China-Linked ValleyRAT Malware Resurfaces with Advanced Data Theft Tactics

Cybersecurity researchers have uncovered an updated version of malware called ValleyRAT that’s being distributed as part of a new campaign.

“In the latest version, ValleyRAT introduced new commands, such as capturing screenshots, process filtering, forced shutdown, and clearing Windows event logs,” Zscaler ThreatLabz researchers Muhammed Irfan V A and Manisha Ramcharan Prajapati said.

ValleyRAT was previously documented by QiAnXin and Proofpoint in 2023 in connection with a phishing campaign targeting Chinese-speaking users and Japanese organizations that distributed various malware families such as Purple Fox and a variant of the Gh0st RAT trojan known as Sainbox RAT (aka FatalRAT).

The malware has been assessed to be the work of a China-based threat actor, boasting of capabilities to harvest sensitive information and drop additional payloads onto compromised hosts.

The starting point is a downloader that utilizes an HTTP File Server (HFS) to fetch a file named “NTUSER.DXM” that’s decoded to extract a DLL file responsible for downloading “client.exe” from the same server.

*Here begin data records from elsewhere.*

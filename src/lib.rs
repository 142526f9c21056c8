//! ignorepick - pick a `.gitignore` template with a fuzzy finder
//!
//! Templates come from a local clone of a reference repository
//! (github/gitignore by default). The chosen file is copied into the
//! current directory as `.gitignore`.
//!
//! The interesting parts are the [`matcher`] (ordered subsequence
//! filtering), the interactive picker in [`ui`] and the prefix reduction in
//! [`paths`]. The rest wires the collaborators together.

use std::path::PathBuf;
use thiserror::Error;

pub mod cli;
pub mod commands;
pub mod config;
pub mod discovery;
pub mod install;
pub mod matcher;
pub mod paths;
pub mod repo;
pub mod ui;

/// Error enum, contains all failure states of the program
#[derive(Debug, Error)]
pub enum PickError {
    /// Represents a configuration error
    #[error("Configuration error: {0}")]
    ConfigError(#[from] ::config::ConfigError),
    /// Cloning or updating the template repository failed
    #[error(transparent)]
    RepoError(#[from] repo::RepoError),
    /// Templates could not be enumerated
    #[error(transparent)]
    DiscoveryError(#[from] discovery::DiscoveryError),
    /// The chosen template could not be installed
    #[error(transparent)]
    InstallError(#[from] install::InstallError),
    /// Interactive picker error
    #[error(transparent)]
    UiError(#[from] ui::UiError),
    /// The template directory holds nothing matching the pattern
    #[error("No templates matching '{pattern}' found in {}", .dir.display())]
    NoTemplates { dir: PathBuf, pattern: String },
    /// Represents an I/O error
    #[error("I/O error: {0}")]
    IoError(#[from] std::io::Error),
    /// Invalid input error
    #[error("Invalid input: {0}")]
    InvalidInput(String),
}
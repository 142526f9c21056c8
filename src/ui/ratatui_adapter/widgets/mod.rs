//! Ratatui widgets for the picker TUI

mod help_bar;
mod item_list;
mod search_bar;

pub use help_bar::{HelpBar, KeyHint};
pub use item_list::ItemList;
pub use search_bar::SearchBar;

The decrypted DLL is also designed to detect and terminate anti-malware solutions from Qihoo 360 and WinRAR in an effort to evade analysis, after which the downloader proceeds to retrieve three more files – “WINWORD2013.EXE,” “wwlib.dll,” and “xig.ppt” – from the HFS server.

Next, the malware launches “WINWORD2013.EXE,” a legitimate executable associated with Microsoft Word, using it to sideload “wwlib.dll” that, in turn, establishes persistence on the system and loads “xig.ppt” into memory.

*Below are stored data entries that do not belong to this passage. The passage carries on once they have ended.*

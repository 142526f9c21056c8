//! Ratatui-based picker implementation
//!
//! Implements the `Picker` trait: one full redraw, one blocking key read and
//! one state update per iteration until the user confirms or cancels.

use super::events::{EventResult, KeySource, TerminalKeys, handle_key};
use super::state::PickerState;
use super::terminal::TerminalSession;
use super::theme::Theme;
use super::widgets::{HelpBar, ItemList, KeyHint, SearchBar};
use crate::ui::error::{Result, UiError};
use crate::ui::traits::Picker;
use ratatui::{
    Frame, Terminal,
    backend::Backend,
    layout::{Constraint, Layout},
};

/// Ratatui-based picker implementation
pub struct RatatuiPicker {
    prompt: String,
    theme: Theme,
}

impl RatatuiPicker {
    /// Create a new ratatui picker
    #[must_use]
    pub fn new() -> Self {
        Self {
            prompt: "Search:".to_string(),
            theme: Theme::default(),
        }
    }

    /// Drive one picking session on an already acquired terminal
    ///
    /// # Errors
    ///
    /// Returns an error if drawing fails or `keys` cannot produce input.
    pub fn run_loop<B, K>(
        &self,
        terminal: &mut Terminal<B>,
        keys: &mut K,
        items: &[String],
    ) -> Result<Option<String>>
    where
        B: Backend,
        UiError: From<B::Error>,
        K: KeySource,
    {
        let mut state = PickerState::new(items);
        let hints = HelpBar::default_hints();

        loop {
            terminal.draw(|frame| self.render(frame, &mut state, &hints))?;

            match handle_key(&mut state, keys.next_key()?) {
                EventResult::Abort => return Ok(None),
                EventResult::Confirm(item) => return Ok(Some(item)),
                EventResult::QueryChanged => state.refilter(),
                EventResult::Continue | EventResult::Ignored => {}
            }
        }
    }

    /// Prompt on the first row, hints on the last, candidates in between
    fn render(&self, frame: &mut Frame, state: &mut PickerState<'_>, hints: &[KeyHint]) {
        let [prompt_area, list_area, hint_area] = Layout::vertical([
            Constraint::Length(1),
            Constraint::Min(0),
            Constraint::Length(1),
        ])
        .areas(frame.area());

        state.set_visible_height(list_area.height as usize);

        frame.render_widget(SearchBar::new(&state.query, &self.prompt, &self.theme), prompt_area);
        frame.render_widget(ItemList::new(state, &self.theme), list_area);
        frame.render_widget(
            HelpBar::new(hints, state.filtered_indices.len(), state.items.len(), &self.theme),
            hint_area,
        );
    }
}

impl Default for RatatuiPicker {
    fn default() -> Self {
        Self::new()
    }
}

impl Picker for RatatuiPicker {
    fn pick(&self, items: &[String]) -> Result<Option<String>> {
        if items.is_empty() {
            return Err(UiError::NoCandidates);
        }

        // Restored when `session` drops, whichever way the loop exits
        let mut session = TerminalSession::acquire()?;
        self.run_loop(session.terminal_mut(), &mut TerminalKeys, items)
    }
}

“From here, the decrypted ‘xig.ppt’ continues the execution process as a mechanism to decrypt and inject shellcode into svchost.exe,” the researchers said. “The malware creates svchost.exe as a suspended process, allocates memory within the process, and writes shellcode there.”

The shellcode, for its part, contains necessary configuration to contact a command-and-control (C2) server and download the ValleyRAT payload in the form of a DLL file.

“ValleyRAT utilizes a convoluted multi-stage process to infect a system with the final payload that performs the majority of the malicious operations,” the researchers said. “This staged approach combined with DLL side-loading are likely designed to better evade host-based security solutions such as EDRs and anti-virus applications.”

The development comes as the Fortinet FortiGuard Labs uncovered a phishing campaign that targets Spanish-speaking people with an updated version of a keylogger and information stealer called Agent Tesla.

The attack chain takes advantage of Microsoft Excel Add-Ins (XLA) file attachments that exploit known security flaws (CVE-2017-0199 and CVE-2017-11882) to trigger the execution of JavaScript code that loads a PowerShell script, which is engineered to launch a loader in order to retrieve Agent Tesla from a remote server.

“This variant collects credentials and email contacts from the victim’s device, the software from which it collects the data, and the basic information of the victim’s device,” security researcher Xiaopeng Zhang said. “Agent Tesla can also collect the victim’s email contacts if they use Thunderbird as their email client.”